Could you filter the data below down to the lines that hold the word "match"?

» RECORDS TO PROCESS

* * * *

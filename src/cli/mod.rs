use clap::Parser;

#[derive(Parser, Debug)]
#[command(name = "vibebuild", version, about = "AI UI scaffolding: prompt in, multi-file project scaffold out")]
pub struct Args {
    /// Run the HTTP API server instead of a one-shot generation.
    #[arg(long, default_value_t = false)]
    pub serve: bool,

    /// Bind address for --serve (overrides config/env).
    #[arg(long)]
    pub bind: Option<String>,

    /// One-shot mode: the natural-language prompt to scaffold from.
    #[arg(long)]
    pub task: Option<String>,

    /// One-shot mode: write the generated files under this directory.
    #[arg(long)]
    pub out: Option<String>,

    /// Model identifier forwarded to the provider.
    #[arg(long)]
    pub model: Option<String>,

    #[arg(long, default_value_t = false)]
    pub dry_run: bool,

    /// Skip the write confirmation in one-shot mode.
    #[arg(long, default_value_t = false)]
    pub auto_approve: bool,

    #[arg(long, default_value_t = false)]
    pub save_request: bool,

    #[arg(long, default_value_t = false)]
    pub save_response: bool,

    #[arg(long, default_value_t = false)]
    pub debug: bool,

    /// Optional TOML config file; env vars still win.
    #[arg(long)]
    pub config: Option<String>,
}
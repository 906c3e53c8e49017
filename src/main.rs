use std::path::Path;
use std::sync::Arc;
use std::time::Duration;

use clap::Parser;
use indicatif::ProgressBar;
use uuid::Uuid;

mod apply;
mod cli;
mod config;
mod errors;
mod extract;
mod generate;
mod log;
mod prompt;
mod provider;
mod scaffold;
mod server;
mod usage;
mod ux;
mod wire;

use generate::Generator;
use usage::UsageCounter;

#[tokio::main]
async fn main() -> anyhow::Result<()> {
    dotenvy::dotenv().ok();
    let args = cli::Args::parse();

    let default_filter = if args.debug { "debug" } else { "info" };
    tracing_subscriber::fmt()
        .with_env_filter(
            tracing_subscriber::EnvFilter::try_from_default_env()
                .unwrap_or_else(|_| tracing_subscriber::EnvFilter::new(default_filter)),
        )
        .init();

    let mut cfg = config::Config::load(args.config.as_deref())?;
    if let Some(bind) = &args.bind {
        cfg.bind = bind.clone();
    }
    if let Some(model) = &args.model {
        cfg.model = model.clone();
    }

    let counter = Arc::new(UsageCounter::new(cfg.request_limit));
    let provider = provider::make_provider(&cfg)?;
    if provider.is_none() {
        tracing::warn!("AIMLAPI_KEY not set; running in degraded template-only mode");
    }
    let generator = Arc::new(Generator::new(&cfg, provider, counter));

    if args.serve {
        server::serve(&cfg.bind, generator).await?;
        return Ok(());
    }

    let Some(task) = args.task.clone() else {
        anyhow::bail!("nothing to do: pass --task <prompt> or --serve");
    };

    let req = wire::GenerateRequest {
        prompt: task,
        model: args.model.clone(),
        context: None,
        files: None,
    };

    let spinner = ProgressBar::new_spinner();
    spinner.set_message(if generator.degraded() {
        "rendering local scaffold..."
    } else {
        "generating with AIMLAPI..."
    });
    spinner.enable_steady_tick(Duration::from_millis(120));
    let outcome = generator.generate(&req).await;
    spinner.finish_and_clear();
    let resp = outcome?;

    if args.save_request || args.save_response {
        let tx = Uuid::new_v4();
        let saved = log::save_generation(
            Path::new("."),
            tx,
            &req,
            &resp,
            args.save_request,
            args.save_response,
        )?;
        if args.debug {
            log::print_saved_paths(&saved);
        }
    }

    ux::show_file_set(&resp);

    match &args.out {
        Some(out) => {
            let root = Path::new(out);
            let go = args.auto_approve
                || ux::confirm(&format!("Write {} files under {}?", resp.files.len(), out));
            if go {
                let summary = apply::write_file_set(root, &resp.files, args.dry_run)?;
                ux::print_apply_dashboard(&summary);
            } else {
                println!("Aborted by user.");
            }
        }
        None => {
            println!("=== PRIMARY FILE ===\n{}\n", resp.code);
        }
    }

    Ok(())
}
use fs_err as fs;
use serde::{Deserialize, Serialize};

use crate::errors::{Result, VibeError};

/// Runtime configuration.
///
/// Priority (highest first): environment variables, `--config` TOML file,
/// built-in defaults. The provider credential comes from `AIMLAPI_KEY` only;
/// its absence is not an error, it switches the service into degraded
/// template-only mode.
#[derive(Debug, Clone, Serialize, Deserialize)]
#[serde(default)]
pub struct Config {
    pub bind: String,
    pub api_base: String,
    pub model: String,
    pub temperature: f32,
    pub max_tokens: u32,
    pub timeout_secs: u64,
    /// Advisory request ceiling shown in usage reports; never enforced.
    pub request_limit: u64,
    #[serde(skip)]
    pub api_key: Option<String>,
}

impl Default for Config {
    fn default() -> Self {
        Self {
            bind: "127.0.0.1:3001".into(),
            api_base: "https://api.aimlapi.com/v1".into(),
            model: "gpt-4".into(),
            temperature: 0.7,
            max_tokens: 8000,
            timeout_secs: 300,
            request_limit: 100,
            api_key: None,
        }
    }
}

impl Config {
    pub fn load(path: Option<&str>) -> Result<Self> {
        let mut cfg: Config = match path {
            Some(p) => {
                let raw = fs::read_to_string(p)?;
                toml::from_str(&raw)
                    .map_err(|e| VibeError::Config(format!("failed to parse {p}: {e}")))?
            }
            None => Self::default(),
        };
        cfg.apply_env();
        Ok(cfg)
    }

    fn apply_env(&mut self) {
        if let Some(v) = env_nonempty("AIMLAPI_KEY") {
            self.api_key = Some(v);
        }
        if let Some(v) = env_nonempty("AIMLAPI_BASE_URL") {
            self.api_base = v;
        }
        if let Some(v) = env_nonempty("AIMLAPI_MODEL") {
            self.model = v;
        }
        if let Some(v) = env_nonempty("VIBEBUILD_BIND") {
            self.bind = v;
        }
    }
}

fn env_nonempty(key: &str) -> Option<String> {
    std::env::var(key).ok().filter(|s| !s.is_empty())
}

* * * *

» RESPONSE TO THE TASK
    match &args.out {
        let mut cfg: Config = match path {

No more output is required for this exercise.